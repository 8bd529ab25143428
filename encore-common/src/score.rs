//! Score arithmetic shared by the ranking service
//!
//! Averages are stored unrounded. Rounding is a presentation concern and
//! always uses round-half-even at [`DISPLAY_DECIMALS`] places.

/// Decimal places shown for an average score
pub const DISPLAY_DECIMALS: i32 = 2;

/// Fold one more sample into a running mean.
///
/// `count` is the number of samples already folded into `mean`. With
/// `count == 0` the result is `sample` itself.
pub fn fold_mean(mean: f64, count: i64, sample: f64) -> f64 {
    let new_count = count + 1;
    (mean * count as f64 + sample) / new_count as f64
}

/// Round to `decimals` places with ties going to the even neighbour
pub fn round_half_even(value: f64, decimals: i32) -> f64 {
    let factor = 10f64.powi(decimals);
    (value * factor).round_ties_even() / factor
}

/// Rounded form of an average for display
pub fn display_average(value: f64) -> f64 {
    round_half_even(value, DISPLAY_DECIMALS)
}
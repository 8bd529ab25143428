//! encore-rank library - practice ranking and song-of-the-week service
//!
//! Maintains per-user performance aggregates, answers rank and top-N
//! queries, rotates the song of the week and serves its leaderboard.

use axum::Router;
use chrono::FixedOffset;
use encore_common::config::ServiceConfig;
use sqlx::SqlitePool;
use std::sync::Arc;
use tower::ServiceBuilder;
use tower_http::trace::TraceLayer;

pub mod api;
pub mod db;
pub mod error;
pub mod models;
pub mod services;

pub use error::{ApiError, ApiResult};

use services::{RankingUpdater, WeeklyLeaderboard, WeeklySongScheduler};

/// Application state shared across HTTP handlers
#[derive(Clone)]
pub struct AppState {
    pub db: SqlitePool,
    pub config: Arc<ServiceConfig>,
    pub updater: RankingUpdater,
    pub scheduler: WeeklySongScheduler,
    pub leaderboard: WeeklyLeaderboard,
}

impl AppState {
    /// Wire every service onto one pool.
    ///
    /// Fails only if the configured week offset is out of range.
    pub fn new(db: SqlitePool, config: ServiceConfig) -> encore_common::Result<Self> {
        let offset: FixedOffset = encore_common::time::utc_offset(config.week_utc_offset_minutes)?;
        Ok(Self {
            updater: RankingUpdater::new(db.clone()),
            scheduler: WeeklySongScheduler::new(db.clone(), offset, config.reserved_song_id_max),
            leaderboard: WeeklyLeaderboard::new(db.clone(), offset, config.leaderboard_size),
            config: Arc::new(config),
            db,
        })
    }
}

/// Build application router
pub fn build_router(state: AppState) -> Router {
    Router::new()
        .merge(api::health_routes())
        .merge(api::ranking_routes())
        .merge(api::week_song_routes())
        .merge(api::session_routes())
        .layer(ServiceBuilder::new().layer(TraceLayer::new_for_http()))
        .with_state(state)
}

※ ※ ※

• _Exercise_
Taking the lines above, repeat exactly those from the line that contains "filename encore-common/src/score.rs" through the line that contains "an average score", and both of those lines as well. Include nothing else.

• _Expected answer_
filename encore-common/src/score.rs
//! Score arithmetic shared by the ranking service
//!
//! Averages are stored unrounded. Rounding is a presentation concern and
//! always uses round-half-even at [`DISPLAY_DECIMALS`] places.

/// Decimal places shown for an average score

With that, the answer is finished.